(Stored items)
# # # # #
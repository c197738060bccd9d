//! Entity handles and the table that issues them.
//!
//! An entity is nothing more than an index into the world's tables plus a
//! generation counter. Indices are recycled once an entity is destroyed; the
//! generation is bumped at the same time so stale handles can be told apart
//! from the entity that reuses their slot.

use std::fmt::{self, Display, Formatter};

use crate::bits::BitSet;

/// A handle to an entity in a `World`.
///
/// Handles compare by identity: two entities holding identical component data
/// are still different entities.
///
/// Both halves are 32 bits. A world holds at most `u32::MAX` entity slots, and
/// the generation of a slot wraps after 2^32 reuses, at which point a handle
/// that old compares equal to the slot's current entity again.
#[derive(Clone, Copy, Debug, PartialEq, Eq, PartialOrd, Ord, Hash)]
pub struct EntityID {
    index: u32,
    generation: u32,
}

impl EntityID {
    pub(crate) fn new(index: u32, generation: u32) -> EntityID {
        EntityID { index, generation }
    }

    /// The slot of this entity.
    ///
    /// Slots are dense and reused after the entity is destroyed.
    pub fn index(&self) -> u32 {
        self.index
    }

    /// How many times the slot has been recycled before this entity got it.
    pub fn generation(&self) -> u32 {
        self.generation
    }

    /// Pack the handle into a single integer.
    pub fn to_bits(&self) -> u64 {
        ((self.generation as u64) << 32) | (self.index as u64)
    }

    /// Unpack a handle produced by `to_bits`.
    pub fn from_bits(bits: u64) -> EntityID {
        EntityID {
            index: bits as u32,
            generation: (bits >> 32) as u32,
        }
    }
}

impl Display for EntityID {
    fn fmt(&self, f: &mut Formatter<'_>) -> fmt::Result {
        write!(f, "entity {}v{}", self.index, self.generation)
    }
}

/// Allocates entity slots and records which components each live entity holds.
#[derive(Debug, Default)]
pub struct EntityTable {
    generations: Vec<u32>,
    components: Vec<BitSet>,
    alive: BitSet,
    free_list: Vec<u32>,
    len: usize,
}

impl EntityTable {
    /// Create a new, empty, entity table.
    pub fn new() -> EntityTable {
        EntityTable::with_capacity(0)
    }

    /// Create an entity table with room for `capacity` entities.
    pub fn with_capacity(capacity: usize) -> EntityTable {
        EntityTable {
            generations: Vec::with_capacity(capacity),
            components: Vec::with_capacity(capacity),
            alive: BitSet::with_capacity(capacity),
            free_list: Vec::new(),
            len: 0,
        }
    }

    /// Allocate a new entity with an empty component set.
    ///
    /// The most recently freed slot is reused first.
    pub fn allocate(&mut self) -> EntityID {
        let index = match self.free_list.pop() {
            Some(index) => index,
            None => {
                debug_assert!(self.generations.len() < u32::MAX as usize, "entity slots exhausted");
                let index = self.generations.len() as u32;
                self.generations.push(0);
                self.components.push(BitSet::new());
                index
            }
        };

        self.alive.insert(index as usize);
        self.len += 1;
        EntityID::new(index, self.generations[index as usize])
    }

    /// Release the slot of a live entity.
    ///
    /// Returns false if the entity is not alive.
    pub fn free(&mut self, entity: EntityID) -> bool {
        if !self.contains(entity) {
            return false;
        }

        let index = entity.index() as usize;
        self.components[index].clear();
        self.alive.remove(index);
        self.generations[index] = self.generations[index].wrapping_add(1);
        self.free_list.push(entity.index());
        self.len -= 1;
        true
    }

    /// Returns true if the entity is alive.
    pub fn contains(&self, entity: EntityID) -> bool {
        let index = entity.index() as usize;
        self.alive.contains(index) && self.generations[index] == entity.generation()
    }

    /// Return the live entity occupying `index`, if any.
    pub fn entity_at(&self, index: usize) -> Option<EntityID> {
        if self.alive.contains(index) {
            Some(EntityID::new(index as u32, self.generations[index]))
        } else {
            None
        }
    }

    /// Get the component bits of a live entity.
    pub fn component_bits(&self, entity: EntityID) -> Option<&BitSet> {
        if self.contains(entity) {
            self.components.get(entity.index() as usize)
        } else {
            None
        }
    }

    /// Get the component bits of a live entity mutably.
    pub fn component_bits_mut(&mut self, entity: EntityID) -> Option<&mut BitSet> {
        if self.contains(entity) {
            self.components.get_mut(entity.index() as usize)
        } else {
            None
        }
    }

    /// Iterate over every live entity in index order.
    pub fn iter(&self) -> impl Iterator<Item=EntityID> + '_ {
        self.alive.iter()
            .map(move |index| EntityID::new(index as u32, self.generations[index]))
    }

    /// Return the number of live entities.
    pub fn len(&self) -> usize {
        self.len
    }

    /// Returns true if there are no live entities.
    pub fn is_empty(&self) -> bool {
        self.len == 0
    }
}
# # # # #
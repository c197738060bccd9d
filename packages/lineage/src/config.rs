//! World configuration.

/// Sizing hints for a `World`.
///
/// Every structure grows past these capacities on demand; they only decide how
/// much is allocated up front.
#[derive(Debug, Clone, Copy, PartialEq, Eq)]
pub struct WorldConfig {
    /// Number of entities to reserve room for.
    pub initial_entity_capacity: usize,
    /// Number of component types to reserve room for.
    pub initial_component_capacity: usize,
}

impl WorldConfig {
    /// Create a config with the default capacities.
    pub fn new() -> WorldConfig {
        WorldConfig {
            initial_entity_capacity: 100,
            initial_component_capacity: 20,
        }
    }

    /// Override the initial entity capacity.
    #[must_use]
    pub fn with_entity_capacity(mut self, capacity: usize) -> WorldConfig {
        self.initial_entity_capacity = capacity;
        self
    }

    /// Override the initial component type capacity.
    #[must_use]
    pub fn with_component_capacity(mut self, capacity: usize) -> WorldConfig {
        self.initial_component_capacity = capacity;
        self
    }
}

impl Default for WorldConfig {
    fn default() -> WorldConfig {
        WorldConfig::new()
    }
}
# # # # #
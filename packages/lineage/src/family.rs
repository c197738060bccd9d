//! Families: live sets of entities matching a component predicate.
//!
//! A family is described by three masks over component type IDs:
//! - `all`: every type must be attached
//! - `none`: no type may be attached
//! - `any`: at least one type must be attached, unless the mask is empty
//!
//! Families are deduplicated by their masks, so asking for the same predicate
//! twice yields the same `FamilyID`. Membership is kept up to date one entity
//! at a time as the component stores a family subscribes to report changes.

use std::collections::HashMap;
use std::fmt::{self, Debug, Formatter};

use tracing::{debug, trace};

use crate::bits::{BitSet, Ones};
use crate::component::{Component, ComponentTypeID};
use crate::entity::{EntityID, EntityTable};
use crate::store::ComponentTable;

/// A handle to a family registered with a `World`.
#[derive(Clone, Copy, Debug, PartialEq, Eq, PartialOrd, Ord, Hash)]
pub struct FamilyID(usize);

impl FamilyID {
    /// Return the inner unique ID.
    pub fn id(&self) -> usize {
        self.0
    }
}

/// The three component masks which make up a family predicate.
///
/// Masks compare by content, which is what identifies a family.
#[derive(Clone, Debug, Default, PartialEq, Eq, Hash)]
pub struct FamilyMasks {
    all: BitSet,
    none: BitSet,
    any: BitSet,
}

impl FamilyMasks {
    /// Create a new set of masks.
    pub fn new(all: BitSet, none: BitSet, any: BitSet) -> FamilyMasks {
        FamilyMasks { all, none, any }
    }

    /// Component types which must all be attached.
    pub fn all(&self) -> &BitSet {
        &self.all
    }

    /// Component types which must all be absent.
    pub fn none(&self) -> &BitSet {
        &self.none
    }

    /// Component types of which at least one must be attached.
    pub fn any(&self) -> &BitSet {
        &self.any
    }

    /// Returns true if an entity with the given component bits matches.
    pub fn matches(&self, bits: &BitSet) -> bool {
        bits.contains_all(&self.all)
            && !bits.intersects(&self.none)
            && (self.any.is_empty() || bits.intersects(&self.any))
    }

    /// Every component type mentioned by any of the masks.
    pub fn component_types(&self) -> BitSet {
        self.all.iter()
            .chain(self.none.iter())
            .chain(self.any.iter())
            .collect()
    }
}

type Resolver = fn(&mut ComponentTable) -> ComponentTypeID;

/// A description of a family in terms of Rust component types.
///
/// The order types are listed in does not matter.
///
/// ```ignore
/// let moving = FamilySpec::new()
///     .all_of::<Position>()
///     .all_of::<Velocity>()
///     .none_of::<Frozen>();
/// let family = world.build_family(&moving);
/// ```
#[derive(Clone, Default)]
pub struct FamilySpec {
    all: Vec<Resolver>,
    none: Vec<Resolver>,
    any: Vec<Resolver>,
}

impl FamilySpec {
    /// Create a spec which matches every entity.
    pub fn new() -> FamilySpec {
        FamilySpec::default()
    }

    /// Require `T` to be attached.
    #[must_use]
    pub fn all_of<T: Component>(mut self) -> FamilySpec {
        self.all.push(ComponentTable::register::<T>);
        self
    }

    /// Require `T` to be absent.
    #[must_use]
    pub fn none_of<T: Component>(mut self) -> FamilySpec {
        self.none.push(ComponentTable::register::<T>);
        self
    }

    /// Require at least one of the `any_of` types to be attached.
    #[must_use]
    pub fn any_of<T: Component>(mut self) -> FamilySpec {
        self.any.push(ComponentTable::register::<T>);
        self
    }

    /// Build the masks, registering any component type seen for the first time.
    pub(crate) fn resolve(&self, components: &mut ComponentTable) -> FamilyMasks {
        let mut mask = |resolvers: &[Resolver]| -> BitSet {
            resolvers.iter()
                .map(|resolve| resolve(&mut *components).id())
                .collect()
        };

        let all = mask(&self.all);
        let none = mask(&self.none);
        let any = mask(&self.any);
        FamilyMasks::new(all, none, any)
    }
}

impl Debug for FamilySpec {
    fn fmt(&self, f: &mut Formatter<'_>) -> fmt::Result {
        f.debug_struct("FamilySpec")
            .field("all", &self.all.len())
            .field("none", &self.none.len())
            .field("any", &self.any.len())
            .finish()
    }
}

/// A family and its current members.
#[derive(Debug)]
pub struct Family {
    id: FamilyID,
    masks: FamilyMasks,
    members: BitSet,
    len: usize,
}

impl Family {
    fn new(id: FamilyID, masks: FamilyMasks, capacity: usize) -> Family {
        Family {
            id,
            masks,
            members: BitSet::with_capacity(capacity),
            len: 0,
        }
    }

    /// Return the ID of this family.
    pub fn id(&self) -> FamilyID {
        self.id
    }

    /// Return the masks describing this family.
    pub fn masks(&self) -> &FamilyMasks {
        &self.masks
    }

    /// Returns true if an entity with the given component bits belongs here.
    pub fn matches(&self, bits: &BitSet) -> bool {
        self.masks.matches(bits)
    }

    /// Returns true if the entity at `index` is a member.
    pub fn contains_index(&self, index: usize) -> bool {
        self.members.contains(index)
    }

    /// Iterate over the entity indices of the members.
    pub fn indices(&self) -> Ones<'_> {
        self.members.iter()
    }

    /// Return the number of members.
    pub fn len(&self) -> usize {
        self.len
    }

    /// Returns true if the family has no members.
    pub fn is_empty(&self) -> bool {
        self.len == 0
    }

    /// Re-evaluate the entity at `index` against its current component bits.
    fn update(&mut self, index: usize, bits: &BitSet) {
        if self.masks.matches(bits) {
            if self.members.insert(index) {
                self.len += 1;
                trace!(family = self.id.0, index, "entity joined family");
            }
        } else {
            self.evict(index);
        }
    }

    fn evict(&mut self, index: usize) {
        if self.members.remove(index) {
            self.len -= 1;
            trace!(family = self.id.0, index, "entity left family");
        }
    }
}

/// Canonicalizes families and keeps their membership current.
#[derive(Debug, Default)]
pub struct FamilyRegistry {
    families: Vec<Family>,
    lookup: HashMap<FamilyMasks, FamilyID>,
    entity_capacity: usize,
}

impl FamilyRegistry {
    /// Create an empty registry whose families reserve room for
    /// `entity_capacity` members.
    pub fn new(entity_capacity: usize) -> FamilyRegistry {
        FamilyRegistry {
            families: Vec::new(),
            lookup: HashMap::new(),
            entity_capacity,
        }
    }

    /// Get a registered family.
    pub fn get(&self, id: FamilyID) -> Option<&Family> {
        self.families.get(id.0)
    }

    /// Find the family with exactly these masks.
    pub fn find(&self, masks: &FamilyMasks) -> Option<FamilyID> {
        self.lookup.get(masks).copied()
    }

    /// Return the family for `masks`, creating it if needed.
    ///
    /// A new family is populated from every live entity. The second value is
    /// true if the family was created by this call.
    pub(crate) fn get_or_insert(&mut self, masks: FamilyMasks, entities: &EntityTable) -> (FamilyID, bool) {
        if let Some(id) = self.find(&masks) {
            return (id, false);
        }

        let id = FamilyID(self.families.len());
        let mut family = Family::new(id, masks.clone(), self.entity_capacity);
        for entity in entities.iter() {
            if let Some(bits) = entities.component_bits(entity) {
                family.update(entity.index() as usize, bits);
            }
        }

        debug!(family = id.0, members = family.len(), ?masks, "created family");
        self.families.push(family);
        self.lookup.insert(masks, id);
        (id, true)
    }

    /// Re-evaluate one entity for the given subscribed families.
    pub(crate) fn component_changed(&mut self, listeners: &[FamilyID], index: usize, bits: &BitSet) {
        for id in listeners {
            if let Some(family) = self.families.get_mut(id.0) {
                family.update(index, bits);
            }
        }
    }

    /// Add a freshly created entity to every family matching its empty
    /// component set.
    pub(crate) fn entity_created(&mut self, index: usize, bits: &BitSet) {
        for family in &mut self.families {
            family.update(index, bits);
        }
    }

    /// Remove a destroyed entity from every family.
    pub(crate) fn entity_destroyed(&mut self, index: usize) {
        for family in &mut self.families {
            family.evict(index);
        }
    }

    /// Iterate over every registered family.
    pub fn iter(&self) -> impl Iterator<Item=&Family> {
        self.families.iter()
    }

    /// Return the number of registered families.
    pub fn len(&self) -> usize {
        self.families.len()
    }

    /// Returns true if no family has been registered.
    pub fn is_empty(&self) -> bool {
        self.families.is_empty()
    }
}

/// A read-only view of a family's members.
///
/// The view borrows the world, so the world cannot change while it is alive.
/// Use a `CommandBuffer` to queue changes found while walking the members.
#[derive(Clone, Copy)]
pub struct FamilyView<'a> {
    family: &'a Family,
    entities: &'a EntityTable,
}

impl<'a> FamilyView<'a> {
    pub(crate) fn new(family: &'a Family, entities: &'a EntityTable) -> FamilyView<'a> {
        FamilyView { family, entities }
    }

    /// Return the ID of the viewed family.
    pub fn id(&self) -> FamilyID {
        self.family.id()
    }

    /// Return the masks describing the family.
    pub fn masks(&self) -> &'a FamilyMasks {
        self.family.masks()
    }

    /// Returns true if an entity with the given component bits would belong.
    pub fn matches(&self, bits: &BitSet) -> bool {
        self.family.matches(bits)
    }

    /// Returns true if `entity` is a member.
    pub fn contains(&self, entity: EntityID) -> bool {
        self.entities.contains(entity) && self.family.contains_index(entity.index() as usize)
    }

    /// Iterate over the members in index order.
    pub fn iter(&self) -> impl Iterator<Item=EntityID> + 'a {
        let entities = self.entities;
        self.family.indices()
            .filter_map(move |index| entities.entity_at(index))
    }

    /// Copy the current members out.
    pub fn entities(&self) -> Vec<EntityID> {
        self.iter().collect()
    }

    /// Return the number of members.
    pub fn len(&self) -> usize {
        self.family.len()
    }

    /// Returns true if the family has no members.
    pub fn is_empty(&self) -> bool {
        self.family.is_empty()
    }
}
# # # # #
*ABOUT THIS TASK*
Report each line of the data that includes the string "matching".

*RESPONSE FOR THIS EXERCISE*
//! Families: live sets of entities matching a component predicate.
    /// Add a freshly created entity to every family matching its empty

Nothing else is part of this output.